Numerous phylogenetic studies reported the existence of a pervasive scaling relationship between the ages of extant eukaryotic clades and their estimated diversification rates. The causes of this age-rate-scaling (ARS), whether biological and/or artifactual, remain unresolved. Here we fit diversification models to thousands of eukaryotic time-calibrated phylogenies to explore multiple potential causes of the ARS including parameter non-identifiability, model inadequacy, biases in taxonomic practice, and an important and ubiquitous form of sampling bias-preferentially analyzing larger extant clades. We distinguish between two mechanism by which such sampling biases can cause an ARS: First, by favoring clades that happen to be unusually large merely by chance (i.e., due to the stochastic nature of the cladogenic process), thus leading to rate overestimation, and second, by favoring clades that have truly higher diversification rates. We find that, of the proposed explanations, only sampling biases are likely to contribute to the observed ARS. We develop methods for fully correcting for sampling bias mechanism 1, and find that despite these corrections a substantial ARS remains.

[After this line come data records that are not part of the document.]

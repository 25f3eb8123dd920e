use futures::{FutureExt, Stream};
use std::{
    pin::Pin,
    task::{Context, Poll},
    time::Duration,
};
use tokio::time::{sleep, Sleep};

use crate::ProducerOptions;

/// Upper bound of a single backoff delay.
const MAX_BACKOFF: Duration = Duration::from_secs(10);

/// A stream that yields exponentially increasing reconnect delays, capped at
/// [`MAX_BACKOFF`]. Each item is yielded once its delay has elapsed.
#[derive(Debug)]
pub(crate) struct ExponentialBackoff {
    /// Delays yielded so far.
    attempts: usize,
    /// Number of delays to yield before ending the stream. `None` never ends.
    max_attempts: Option<usize>,
    /// The delay currently being waited on.
    delay: Duration,
    /// The pending timer. Boxed because `Sleep` is not `Unpin`.
    timer: Option<Pin<Box<Sleep>>>,
}

impl ExponentialBackoff {
    pub(crate) fn new(initial: Duration, max_attempts: Option<usize>) -> Self {
        Self { attempts: 0, max_attempts, delay: initial.min(MAX_BACKOFF), timer: None }
    }
}

impl From<&ProducerOptions> for ExponentialBackoff {
    fn from(options: &ProducerOptions) -> Self {
        Self::new(options.retry_backoff, options.reconnect_attempts)
    }
}

impl Stream for ExponentialBackoff {
    type Item = Duration;

    fn poll_next(self: Pin<&mut Self>, cx: &mut Context<'_>) -> Poll<Option<Self::Item>> {
        let this = self.get_mut();

        if this.max_attempts.is_some_and(|max| this.attempts >= max) {
            return Poll::Ready(None);
        }

        let timer = this.timer.get_or_insert_with(|| Box::pin(sleep(this.delay)));
        if timer.poll_unpin(cx).is_pending() {
            return Poll::Pending;
        }

        let elapsed = this.delay;
        this.attempts += 1;
        this.delay = (this.delay * 2).min(MAX_BACKOFF);
        this.timer = None;

        Poll::Ready(Some(elapsed))
    }
}
//! Inventory ledger: transactional reservation and best-effort release.
//!
//! The only two code paths allowed to write `stock_quantity`. `reserve` is
//! all-or-nothing across every line item; `release` is per-item and
//! best-effort, so an order cancellation never fails because one product was
//! deleted in the meantime.

use std::collections::{BTreeMap, HashMap};
use std::sync::Arc;

use serde_json::{Value as JsonValue, json};
use thiserror::Error;

use storefront_core::{DomainError, ProductId};
use storefront_inventory::{
    InsufficientStockError, InventoryLine, ProductStockRecord, RawStockRecord, plan_reservation,
    validate_lines,
};

use crate::document_store::{
    DocumentStore, FieldValue, StoreError, Transaction, TransactionError, WriteOp,
    run_transaction,
};
use crate::notify::{Notifier, StockEvent, spawn_notify};

/// Collection holding one stock document per product.
pub const STOCK_COLLECTION: &str = "product_stock";

/// Reservation failure, as seen by the checkout flow.
///
/// `InsufficientStock` is the expected, user-facing case; the caller converts
/// it into an "adjust your order" message before any payment is attempted.
#[derive(Debug, Error)]
pub enum ReserveError {
    #[error(transparent)]
    InsufficientStock(#[from] InsufficientStockError),

    #[error(transparent)]
    Invalid(#[from] DomainError),

    /// Concurrent reservations kept conflicting; safe to retry.
    #[error("reservation could not complete due to concurrent activity, please try again")]
    Transient,

    #[error(transparent)]
    Store(#[from] StoreError),
}

/// Abort reasons inside one reservation attempt.
#[derive(Debug)]
enum ReserveAbort {
    Insufficient(InsufficientStockError),
    Store(StoreError),
}

impl From<StoreError> for ReserveAbort {
    fn from(err: StoreError) -> Self {
        Self::Store(err)
    }
}

/// All-or-nothing stock reservation over a document store.
pub struct InventoryLedger<S: DocumentStore> {
    store: S,
    collection: String,
    notifier: Option<Arc<dyn Notifier>>,
}

impl<S: DocumentStore> InventoryLedger<S> {
    pub fn new(store: S) -> Self {
        Self {
            store,
            collection: STOCK_COLLECTION.to_string(),
            notifier: None,
        }
    }

    pub fn with_collection(mut self, collection: impl Into<String>) -> Self {
        self.collection = collection.into();
        self
    }

    /// Attach a best-effort channel for depletion notices.
    pub fn with_notifier(mut self, notifier: Arc<dyn Notifier>) -> Self {
        self.notifier = Some(notifier);
        self
    }

    /// Reserve stock for every line item, or none of them.
    ///
    /// Runs a snapshot transaction: read every requested product's stock
    /// document, check availability across all tracked lines, then write the
    /// decrements together with the derived `in_stock` flags in one commit.
    /// Conflicts with concurrent reservations retry the whole cycle; a
    /// shortfall aborts with the full violation list and no writes.
    pub async fn reserve(&self, lines: &[InventoryLine]) -> Result<(), ReserveError> {
        validate_lines(lines)?;

        let outcome = run_transaction(&self.store, |tx| {
            reserve_cycle(tx, self.collection.as_str(), lines)
        })
        .await;

        match outcome {
            Ok(depleted) => {
                if let Some(notifier) = &self.notifier {
                    for (product_id, product_name) in depleted {
                        spawn_notify(
                            notifier.clone(),
                            StockEvent::Depleted {
                                product_id,
                                product_name,
                            },
                        );
                    }
                }
                Ok(())
            }
            Err(TransactionError::Aborted(ReserveAbort::Insufficient(err))) => {
                Err(ReserveError::InsufficientStock(err))
            }
            Err(TransactionError::Aborted(ReserveAbort::Store(err))) => {
                Err(ReserveError::Store(err))
            }
            Err(TransactionError::Exhausted(attempts)) => {
                tracing::warn!(attempts, "reservation retries exhausted");
                Err(ReserveError::Transient)
            }
            Err(TransactionError::Store(err)) => Err(ReserveError::Store(err)),
        }
    }

    /// Return previously reserved quantities, one line at a time.
    ///
    /// Each line is independent: a failure (deleted product, backend error) is
    /// logged and the remaining lines still release. Uses the store's atomic
    /// field increment, so no read-modify-write race with `reserve`.
    pub async fn release(&self, lines: &[InventoryLine]) {
        for line in lines {
            if line.quantity < 1 {
                tracing::warn!(
                    product_id = %line.product_id,
                    quantity = line.quantity,
                    "skipping release with non-positive quantity"
                );
                continue;
            }
            match self.release_one(line).await {
                Ok(released) => {
                    if released {
                        tracing::debug!(
                            product_id = %line.product_id,
                            quantity = line.quantity,
                            "released stock"
                        );
                    }
                }
                Err(err) => {
                    tracing::warn!(
                        product_id = %line.product_id,
                        error = %err,
                        "inventory release failed, continuing with remaining items"
                    );
                }
            }
        }
    }

    async fn release_one(&self, line: &InventoryLine) -> Result<bool, StoreError> {
        let id = line.product_id.to_string();
        let Some(doc) = self.store.get(&self.collection, &id).await? else {
            // Product deleted since the reservation; nothing to release.
            return Ok(false);
        };
        let record = coerce_record(line.product_id, doc.data);
        if !record.track_inventory {
            return Ok(false);
        }

        let mut fields = BTreeMap::new();
        fields.insert(
            "stock_quantity".to_string(),
            FieldValue::Increment(line.quantity),
        );
        // A release always implies at least one unit became available.
        fields.insert("in_stock".to_string(), FieldValue::Set(json!(true)));
        self.store
            .commit(
                vec![WriteOp::merge(self.collection.as_str(), id, fields)],
                vec![],
            )
            .await?;
        Ok(true)
    }
}

/// One read-check-write attempt. Returns the tracked products that reached
/// zero, for depletion notices after commit.
async fn reserve_cycle<'a, S: DocumentStore>(
    mut tx: Transaction<'a, S>,
    collection: &str,
    lines: &[InventoryLine],
) -> Result<(Transaction<'a, S>, Vec<(ProductId, String)>), ReserveAbort> {
    let mut names: HashMap<ProductId, &str> = HashMap::new();
    let mut distinct: Vec<ProductId> = Vec::new();
    for line in lines {
        names.entry(line.product_id).or_insert(line.product_name.as_str());
        if !distinct.contains(&line.product_id) {
            distinct.push(line.product_id);
        }
    }

    // All reads first, under one snapshot.
    let mut records = HashMap::new();
    for product_id in &distinct {
        if let Some(data) = tx.get(collection, &product_id.to_string()).await? {
            records.insert(*product_id, coerce_record(*product_id, data));
        }
    }

    let writes = plan_reservation(lines, &records).map_err(ReserveAbort::Insufficient)?;

    let mut depleted = Vec::new();
    for write in &writes {
        let mut fields = BTreeMap::new();
        fields.insert(
            "stock_quantity".to_string(),
            FieldValue::Set(json!(write.new_quantity)),
        );
        fields.insert("in_stock".to_string(), FieldValue::Set(json!(write.in_stock)));
        tx.merge(collection, &write.product_id.to_string(), fields);

        if write.new_quantity == 0 {
            let name = names
                .get(&write.product_id)
                .map(|n| n.to_string())
                .unwrap_or_default();
            depleted.push((write.product_id, name));
        }
    }

    Ok((tx, depleted))
}

/// Coerce a stored stock document at the boundary. A document that is not an
/// object at all is treated like a missing record (untracked) and logged.
fn coerce_record(product_id: ProductId, data: JsonValue) -> ProductStockRecord {
    let raw: RawStockRecord = match serde_json::from_value(data) {
        Ok(raw) => raw,
        Err(err) => {
            tracing::warn!(%product_id, error = %err, "malformed stock document, treating as untracked");
            RawStockRecord::default()
        }
    };
    raw.into_record(product_id)
}
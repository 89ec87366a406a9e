//! `storefront-core` — domain foundation building blocks.
//!
//! This crate contains **pure domain** primitives (no infrastructure concerns).

pub mod clock;
pub mod error;
pub mod id;

pub use clock::{Clock, SystemClock};
pub use error::{DomainError, DomainResult};
pub use id::{BusinessId, OrderId, ProductId};
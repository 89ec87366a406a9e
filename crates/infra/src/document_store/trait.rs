use std::collections::BTreeMap;
use std::sync::Arc;

use async_trait::async_trait;
use serde_json::Value as JsonValue;
use thiserror::Error;

/// A document together with the store version observed at read time.
///
/// Versions start at 1 for the first committed write and increase by one per
/// committed write to the document. Version 0 is reserved to mean "absent",
/// which lets a precondition pin the non-existence of a document.
#[derive(Debug, Clone, PartialEq)]
pub struct VersionedDocument {
    pub data: JsonValue,
    pub version: u64,
}

/// Field-level update inside a merge.
#[derive(Debug, Clone, PartialEq)]
pub enum FieldValue {
    /// Replace the field with a value.
    Set(JsonValue),
    /// Atomically add to a numeric field (missing field counts as 0).
    Increment(i64),
}

/// How a write changes a document.
#[derive(Debug, Clone, PartialEq)]
pub enum DocumentUpdate {
    /// Replace the whole document (creates it when absent).
    Set(JsonValue),
    /// Update individual fields of an existing document.
    Merge(BTreeMap<String, FieldValue>),
}

/// One staged write.
#[derive(Debug, Clone, PartialEq)]
pub struct WriteOp {
    pub collection: String,
    pub id: String,
    pub update: DocumentUpdate,
}

impl WriteOp {
    pub fn set(collection: impl Into<String>, id: impl Into<String>, data: JsonValue) -> Self {
        Self {
            collection: collection.into(),
            id: id.into(),
            update: DocumentUpdate::Set(data),
        }
    }

    pub fn merge(
        collection: impl Into<String>,
        id: impl Into<String>,
        fields: BTreeMap<String, FieldValue>,
    ) -> Self {
        Self {
            collection: collection.into(),
            id: id.into(),
            update: DocumentUpdate::Merge(fields),
        }
    }
}

/// Version pin for a commit: the document must still be at `version`
/// (0 = must still be absent) when the commit applies.
#[derive(Debug, Clone, PartialEq, Eq)]
pub struct Precondition {
    pub collection: String,
    pub id: String,
    pub version: u64,
}

/// Document store operation error.
#[derive(Debug, Error)]
pub enum StoreError {
    /// A precondition failed: a concurrent writer moved an observed document.
    #[error("transaction conflict: {0}")]
    Conflict(String),

    /// A merge targeted a document that does not exist.
    #[error("document not found: {0}")]
    NotFound(String),

    /// Backend failure (IO, serialization, poisoned state).
    #[error("storage backend error: {0}")]
    Backend(String),
}

/// Versioned JSON document store with optimistic, all-or-nothing commits.
///
/// `commit` must check every precondition against current state and apply
/// either all writes or none. Implementations assign versions monotonically
/// per document and must never apply a write when any precondition fails.
#[async_trait]
pub trait DocumentStore: Send + Sync {
    /// Read one document with its current version.
    async fn get(&self, collection: &str, id: &str)
    -> Result<Option<VersionedDocument>, StoreError>;

    /// Apply `writes` atomically, provided every precondition still holds.
    async fn commit(
        &self,
        writes: Vec<WriteOp>,
        preconditions: Vec<Precondition>,
    ) -> Result<(), StoreError>;
}

#[async_trait]
impl<S> DocumentStore for Arc<S>
where
    S: DocumentStore + ?Sized,
{
    async fn get(
        &self,
        collection: &str,
        id: &str,
    ) -> Result<Option<VersionedDocument>, StoreError> {
        (**self).get(collection, id).await
    }

    async fn commit(
        &self,
        writes: Vec<WriteOp>,
        preconditions: Vec<Precondition>,
    ) -> Result<(), StoreError> {
        (**self).commit(writes, preconditions).await
    }
}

We then confirm using simulations that preferring trees with truly higher rates (mechanism 2) likely explains this residual ARS. Since we do not have a completely unbiased sample of clades, including extinct ones, for phylogenetic analyses, it is difficult to demonstrate unambiguously that sampling biases are the sole cause of the ARS. Sampling biases are, however, a parsimonious and plausible explanation for this widely observed macroevolutionary pattern, and this has implications for how we interpret the distribution of diversification rate estimates in extantclades.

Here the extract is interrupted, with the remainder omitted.